Task inputs below:

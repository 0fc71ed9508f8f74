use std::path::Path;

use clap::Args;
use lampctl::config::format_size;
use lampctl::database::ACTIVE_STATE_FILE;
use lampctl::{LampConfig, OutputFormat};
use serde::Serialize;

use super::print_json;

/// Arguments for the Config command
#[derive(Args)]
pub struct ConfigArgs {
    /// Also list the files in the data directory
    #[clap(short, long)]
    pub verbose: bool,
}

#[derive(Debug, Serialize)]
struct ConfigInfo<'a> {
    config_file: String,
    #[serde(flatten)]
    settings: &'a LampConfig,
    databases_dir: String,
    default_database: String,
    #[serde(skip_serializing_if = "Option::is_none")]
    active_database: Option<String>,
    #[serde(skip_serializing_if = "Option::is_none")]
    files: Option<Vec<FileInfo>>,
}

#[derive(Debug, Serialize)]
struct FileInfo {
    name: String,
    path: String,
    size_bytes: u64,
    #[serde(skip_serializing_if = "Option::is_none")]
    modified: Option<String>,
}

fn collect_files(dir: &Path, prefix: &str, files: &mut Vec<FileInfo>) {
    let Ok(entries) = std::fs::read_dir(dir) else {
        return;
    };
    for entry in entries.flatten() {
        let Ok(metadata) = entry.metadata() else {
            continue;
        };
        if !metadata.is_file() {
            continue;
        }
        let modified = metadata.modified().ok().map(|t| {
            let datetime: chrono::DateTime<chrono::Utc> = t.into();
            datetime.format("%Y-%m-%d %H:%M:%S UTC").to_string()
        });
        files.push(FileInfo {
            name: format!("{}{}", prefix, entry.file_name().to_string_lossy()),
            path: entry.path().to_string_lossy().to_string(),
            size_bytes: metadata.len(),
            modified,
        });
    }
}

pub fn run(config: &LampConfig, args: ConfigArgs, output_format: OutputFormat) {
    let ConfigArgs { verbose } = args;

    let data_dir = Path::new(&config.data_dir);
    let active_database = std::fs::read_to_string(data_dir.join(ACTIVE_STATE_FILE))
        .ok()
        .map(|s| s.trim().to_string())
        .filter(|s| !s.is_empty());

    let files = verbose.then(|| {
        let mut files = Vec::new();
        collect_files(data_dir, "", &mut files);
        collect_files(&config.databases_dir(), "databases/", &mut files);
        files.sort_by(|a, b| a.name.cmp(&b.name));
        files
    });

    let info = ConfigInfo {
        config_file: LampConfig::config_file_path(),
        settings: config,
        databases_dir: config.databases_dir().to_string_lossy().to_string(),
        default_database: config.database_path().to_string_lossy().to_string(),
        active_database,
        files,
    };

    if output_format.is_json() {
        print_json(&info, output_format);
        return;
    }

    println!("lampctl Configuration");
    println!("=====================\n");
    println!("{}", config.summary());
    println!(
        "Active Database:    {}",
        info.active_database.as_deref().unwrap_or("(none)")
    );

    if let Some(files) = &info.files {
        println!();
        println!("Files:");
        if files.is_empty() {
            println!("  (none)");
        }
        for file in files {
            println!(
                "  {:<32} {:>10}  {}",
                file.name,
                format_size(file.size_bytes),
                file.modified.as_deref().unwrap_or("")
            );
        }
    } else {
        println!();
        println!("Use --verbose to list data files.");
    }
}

End of Task inputs.
Task inputs below:

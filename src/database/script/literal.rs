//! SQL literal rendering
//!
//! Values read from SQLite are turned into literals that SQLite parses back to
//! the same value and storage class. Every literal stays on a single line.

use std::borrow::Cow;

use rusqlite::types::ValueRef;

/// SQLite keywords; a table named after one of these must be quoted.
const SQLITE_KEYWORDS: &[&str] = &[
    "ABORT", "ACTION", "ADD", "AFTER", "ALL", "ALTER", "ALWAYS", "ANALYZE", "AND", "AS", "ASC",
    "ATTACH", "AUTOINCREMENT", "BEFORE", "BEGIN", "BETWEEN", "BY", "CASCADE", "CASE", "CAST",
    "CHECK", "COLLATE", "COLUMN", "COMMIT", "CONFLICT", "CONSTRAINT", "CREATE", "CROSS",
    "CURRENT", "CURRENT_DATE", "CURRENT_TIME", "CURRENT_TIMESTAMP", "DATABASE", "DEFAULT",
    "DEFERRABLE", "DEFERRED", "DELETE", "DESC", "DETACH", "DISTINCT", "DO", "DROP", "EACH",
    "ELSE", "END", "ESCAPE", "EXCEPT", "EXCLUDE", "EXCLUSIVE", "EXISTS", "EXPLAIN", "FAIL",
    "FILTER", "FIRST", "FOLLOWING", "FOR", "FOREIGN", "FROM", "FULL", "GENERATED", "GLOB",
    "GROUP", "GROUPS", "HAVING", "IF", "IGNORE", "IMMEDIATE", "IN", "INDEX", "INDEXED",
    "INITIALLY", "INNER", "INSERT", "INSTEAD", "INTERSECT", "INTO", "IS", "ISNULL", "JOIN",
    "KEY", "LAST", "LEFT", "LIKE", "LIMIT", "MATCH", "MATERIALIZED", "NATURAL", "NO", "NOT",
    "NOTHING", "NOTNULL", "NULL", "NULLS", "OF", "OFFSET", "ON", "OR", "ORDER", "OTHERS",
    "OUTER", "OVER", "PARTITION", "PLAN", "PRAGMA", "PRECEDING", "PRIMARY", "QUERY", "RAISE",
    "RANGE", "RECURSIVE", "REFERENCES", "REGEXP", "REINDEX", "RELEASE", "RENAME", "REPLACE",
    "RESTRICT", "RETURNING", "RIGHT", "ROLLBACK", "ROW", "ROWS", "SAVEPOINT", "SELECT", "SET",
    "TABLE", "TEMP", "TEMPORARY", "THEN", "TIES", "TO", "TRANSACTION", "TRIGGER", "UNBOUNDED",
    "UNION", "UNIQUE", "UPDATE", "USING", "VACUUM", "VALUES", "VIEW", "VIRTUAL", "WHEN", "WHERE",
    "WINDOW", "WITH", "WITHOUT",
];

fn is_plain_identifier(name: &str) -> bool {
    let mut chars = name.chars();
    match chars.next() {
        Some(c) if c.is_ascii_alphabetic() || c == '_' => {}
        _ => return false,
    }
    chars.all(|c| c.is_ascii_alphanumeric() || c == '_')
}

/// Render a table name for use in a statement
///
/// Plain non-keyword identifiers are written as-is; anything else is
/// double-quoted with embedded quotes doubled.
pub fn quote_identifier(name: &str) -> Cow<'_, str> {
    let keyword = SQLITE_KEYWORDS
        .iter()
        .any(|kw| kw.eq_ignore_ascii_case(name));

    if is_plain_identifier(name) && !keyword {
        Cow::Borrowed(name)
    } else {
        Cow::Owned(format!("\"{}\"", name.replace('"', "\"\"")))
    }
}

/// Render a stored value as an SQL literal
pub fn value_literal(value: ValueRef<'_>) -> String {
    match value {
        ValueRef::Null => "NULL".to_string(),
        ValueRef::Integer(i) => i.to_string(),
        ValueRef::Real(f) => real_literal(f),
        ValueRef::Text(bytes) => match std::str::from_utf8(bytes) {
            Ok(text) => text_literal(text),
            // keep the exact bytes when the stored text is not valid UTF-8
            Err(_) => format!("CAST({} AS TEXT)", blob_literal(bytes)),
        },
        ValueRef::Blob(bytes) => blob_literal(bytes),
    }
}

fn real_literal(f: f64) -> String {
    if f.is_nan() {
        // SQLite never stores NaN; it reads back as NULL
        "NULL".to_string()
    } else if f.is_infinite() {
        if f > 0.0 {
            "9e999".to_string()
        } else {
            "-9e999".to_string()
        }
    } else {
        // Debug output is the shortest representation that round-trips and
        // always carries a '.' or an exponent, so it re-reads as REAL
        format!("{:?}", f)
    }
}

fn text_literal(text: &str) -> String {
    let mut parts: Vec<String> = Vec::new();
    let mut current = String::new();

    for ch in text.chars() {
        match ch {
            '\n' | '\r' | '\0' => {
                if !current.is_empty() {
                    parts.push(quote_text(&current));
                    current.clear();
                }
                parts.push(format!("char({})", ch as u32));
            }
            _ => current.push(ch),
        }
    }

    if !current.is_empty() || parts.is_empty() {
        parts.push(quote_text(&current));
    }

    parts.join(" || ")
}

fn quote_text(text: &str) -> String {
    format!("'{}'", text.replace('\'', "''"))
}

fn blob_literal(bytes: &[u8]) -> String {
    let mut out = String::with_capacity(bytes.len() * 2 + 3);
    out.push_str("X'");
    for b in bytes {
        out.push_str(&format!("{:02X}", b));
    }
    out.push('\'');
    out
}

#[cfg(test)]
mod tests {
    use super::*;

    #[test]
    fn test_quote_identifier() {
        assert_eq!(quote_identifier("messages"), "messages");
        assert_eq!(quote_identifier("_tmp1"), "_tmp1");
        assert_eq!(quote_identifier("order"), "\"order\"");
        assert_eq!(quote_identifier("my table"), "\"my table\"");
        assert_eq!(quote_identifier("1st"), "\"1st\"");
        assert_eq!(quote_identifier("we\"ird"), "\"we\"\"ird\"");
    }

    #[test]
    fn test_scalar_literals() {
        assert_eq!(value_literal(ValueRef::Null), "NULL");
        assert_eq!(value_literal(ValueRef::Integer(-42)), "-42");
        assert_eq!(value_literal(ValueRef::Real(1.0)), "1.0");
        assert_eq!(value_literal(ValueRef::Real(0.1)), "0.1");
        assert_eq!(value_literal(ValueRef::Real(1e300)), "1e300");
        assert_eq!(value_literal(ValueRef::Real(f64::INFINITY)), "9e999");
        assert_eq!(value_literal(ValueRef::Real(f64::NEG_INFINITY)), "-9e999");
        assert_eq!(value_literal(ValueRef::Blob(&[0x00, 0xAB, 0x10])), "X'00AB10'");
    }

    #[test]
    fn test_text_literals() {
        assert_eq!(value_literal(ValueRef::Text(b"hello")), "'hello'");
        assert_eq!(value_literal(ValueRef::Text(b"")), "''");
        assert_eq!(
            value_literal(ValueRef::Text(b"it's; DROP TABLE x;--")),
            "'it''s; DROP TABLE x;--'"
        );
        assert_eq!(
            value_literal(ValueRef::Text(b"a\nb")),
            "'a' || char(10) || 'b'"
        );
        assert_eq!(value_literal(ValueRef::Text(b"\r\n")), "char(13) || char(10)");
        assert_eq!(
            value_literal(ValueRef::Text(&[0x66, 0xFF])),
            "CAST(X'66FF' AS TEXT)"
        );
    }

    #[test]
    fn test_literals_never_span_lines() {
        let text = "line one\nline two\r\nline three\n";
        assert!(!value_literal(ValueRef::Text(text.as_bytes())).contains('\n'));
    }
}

End of Task inputs.

Task goal
Count, in the listing, each line that holds the string "Integer", then give the count and nothing else.

Reply to the task
2